Saved entries:
════════════════

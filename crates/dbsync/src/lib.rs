//! Declarative schema and static-data synchronization for MySQL and SQLite.
//!
//! `dbsync` reconciles a declarative schema document (tables, fields,
//! indexes, foreign keys) and a static-data document (canonical reference
//! rows) against the live structure of a database:
//! - The effective schema is derived from the document plus satellite
//!   tables (index, control, version, files, notes) requested by the apps
//!   catalog
//! - Live metadata is introspected and diffed against it, and the minimal
//!   DDL is planned, rebuilding altered tables through a backup copy so no
//!   rows are lost
//! - Static rows are cleared and reinserted, fanning out comma-separated
//!   key fields into one row per value
//! - A content hash of the documents skips both passes when nothing
//!   changed, and a named file semaphore serializes concurrent processes
//!
//! # Architecture
//!
//! - **Spec** - Serde types for the two documents
//! - **Derive** - Expands the schema document into [`TableSpec`]s
//! - **Catalog** - Resolves the derived schema for one backend
//! - **Introspect** - Reads live tables, fields, indexes and engines
//! - **Planner** - Diffs the catalog against a live snapshot
//! - **Executor** - Runs plans, or collects their SQL in dry-run mode
//! - **Gate** - Hash gate, semaphore and pass orchestration
//!
//! # Example
//!
//! ```rust,ignore
//! use dbsync::prelude::*;
//!
//! let config = SyncConfig::new("sqlite:app.db")
//!     .schema_path("xml/dbschema.json")
//!     .static_path("xml/dbstatic.json");
//! let context = SyncContext::connect(config).await?;
//! let synchronizer = Synchronizer::from_config(context)?;
//!
//! for report in synchronizer.bootstrap().await? {
//!     println!("{report}");
//! }
//! ```
//!
//! # CLI Usage
//!
//! ```bash
//! # Run the schema pass, then the static pass
//! dbsync --database sqlite:app.db sync
//!
//! # Print the SQL the schema pass would run
//! dbsync --database sqlite:app.db plan schema
//!
//! # Show whether the stored hashes are current
//! dbsync --database sqlite:app.db check
//!
//! # Show the derived schema, satellites and generated indexes included
//! dbsync --database sqlite:app.db catalog
//! ```

pub mod backend;
pub mod catalog;
pub mod config;
pub mod db;
pub mod derive;
pub mod dialect;
pub mod dialected;
pub mod error;
pub mod executor;
pub mod gate;
pub mod hash;
pub mod introspect;
pub mod live;
pub mod lock;
pub mod operations;
pub mod planner;
pub mod report;
pub mod schema;
pub mod spec;
pub mod state;
pub mod static_data;
pub mod types;

pub use schema::{FieldSpec, IndexSpec, TableSpec};

/// Prelude for convenient imports.
pub mod prelude {
    pub use crate::backend::Backend;
    pub use crate::catalog::{CatalogField, CatalogIndex, CatalogTable, SchemaCatalog};
    pub use crate::config::SyncConfig;
    pub use crate::db::{Database, SqlValue};
    pub use crate::derive::{AppsCatalog, DeriveOptions, DerivedSchema, SatelliteKind, SchemaDeriver};
    pub use crate::dialect::{dialect_for, MySqlDialect, SqlDialect, SqliteDialect};
    pub use crate::dialected::{Dialected, Fragment};
    pub use crate::error::{Result, SyncError};
    pub use crate::executor::Executor;
    pub use crate::gate::{SyncContext, Synchronizer};
    pub use crate::introspect::{Capabilities, Introspector, SearchStrategy};
    pub use crate::live::{LiveField, LiveSchema, LiveTable};
    pub use crate::lock::{Semaphore, SemaphoreGuard};
    pub use crate::operations::{ColumnDef, CopySource, SyncOperation};
    pub use crate::planner::{Plan, PlanStep, Planner};
    pub use crate::report::{SyncKind, SyncReport};
    pub use crate::schema::{FieldSpec, IndexSpec, TableSpec};
    pub use crate::spec::{SchemaDocument, StaticDocument, StaticRow};
    pub use crate::state::SyncStateStore;
    pub use crate::static_data::StaticSynchronizer;
}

════════════════

> [EXERCISE OBJECTIVE]: Return all of the data exactly as it reads.

> [SOLUTION]:
filename crates/dbsync/src/lib.rs
//! Declarative schema and static-data synchronization for MySQL and SQLite.
//!
//! `dbsync` reconciles a declarative schema document (tables, fields,
//! indexes, foreign keys) and a static-data document (canonical reference
//! rows) against the live structure of a database:
//! - The effective schema is derived from the document plus satellite
//!   tables (index, control, version, files, notes) requested by the apps
//!   catalog
//! - Live metadata is introspected and diffed against it, and the minimal
//!   DDL is planned, rebuilding altered tables through a backup copy so no
//!   rows are lost
//! - Static rows are cleared and reinserted, fanning out comma-separated
//!   key fields into one row per value
//! - A content hash of the documents skips both passes when nothing
//!   changed, and a named file semaphore serializes concurrent processes
//!
//! # Architecture
//!
//! - **Spec** - Serde types for the two documents
//! - **Derive** - Expands the schema document into [`TableSpec`]s
//! - **Catalog** - Resolves the derived schema for one backend
//! - **Introspect** - Reads live tables, fields, indexes and engines
//! - **Planner** - Diffs the catalog against a live snapshot
//! - **Executor** - Runs plans, or collects their SQL in dry-run mode
//! - **Gate** - Hash gate, semaphore and pass orchestration
//!
//! # Example
//!
//! ```rust,ignore
//! use dbsync::prelude::*;
//!
//! let config = SyncConfig::new("sqlite:app.db")
//!     .schema_path("xml/dbschema.json")
//!     .static_path("xml/dbstatic.json");
//! let context = SyncContext::connect(config).await?;
//! let synchronizer = Synchronizer::from_config(context)?;
//!
//! for report in synchronizer.bootstrap().await? {
//!     println!("{report}");
//! }
//! ```
//!
//! # CLI Usage
//!
//! ```bash
//! # Run the schema pass, then the static pass
//! dbsync --database sqlite:app.db sync
//!
//! # Print the SQL the schema pass would run
//! dbsync --database sqlite:app.db plan schema
//!
//! # Show whether the stored hashes are current
//! dbsync --database sqlite:app.db check
//!
//! # Show the derived schema, satellites and generated indexes included
//! dbsync --database sqlite:app.db catalog
//! ```

pub mod backend;
pub mod catalog;
pub mod config;
pub mod db;
pub mod derive;
pub mod dialect;
pub mod dialected;
pub mod error;
pub mod executor;
pub mod gate;
pub mod hash;
pub mod introspect;
pub mod live;
pub mod lock;
pub mod operations;
pub mod planner;
pub mod report;
pub mod schema;
pub mod spec;
pub mod state;
pub mod static_data;
pub mod types;

pub use schema::{FieldSpec, IndexSpec, TableSpec};

/// Prelude for convenient imports.
pub mod prelude {
    pub use crate::backend::Backend;
    pub use crate::catalog::{CatalogField, CatalogIndex, CatalogTable, SchemaCatalog};
    pub use crate::config::SyncConfig;
    pub use crate::db::{Database, SqlValue};
    pub use crate::derive::{AppsCatalog, DeriveOptions, DerivedSchema, SatelliteKind, SchemaDeriver};
    pub use crate::dialect::{dialect_for, MySqlDialect, SqlDialect, SqliteDialect};
    pub use crate::dialected::{Dialected, Fragment};
    pub use crate::error::{Result, SyncError};
    pub use crate::executor::Executor;
    pub use crate::gate::{SyncContext, Synchronizer};
    pub use crate::introspect::{Capabilities, Introspector, SearchStrategy};
    pub use crate::live::{LiveField, LiveSchema, LiveTable};
    pub use crate::lock::{Semaphore, SemaphoreGuard};
    pub use crate::operations::{ColumnDef, CopySource, SyncOperation};
    pub use crate::planner::{Plan, PlanStep, Planner};
    pub use crate::report::{SyncKind, SyncReport};
    pub use crate::schema::{FieldSpec, IndexSpec, TableSpec};
    pub use crate::spec::{SchemaDocument, StaticDocument, StaticRow};
    pub use crate::state::SyncStateStore;
    pub use crate::static_data::StaticSynchronizer;
}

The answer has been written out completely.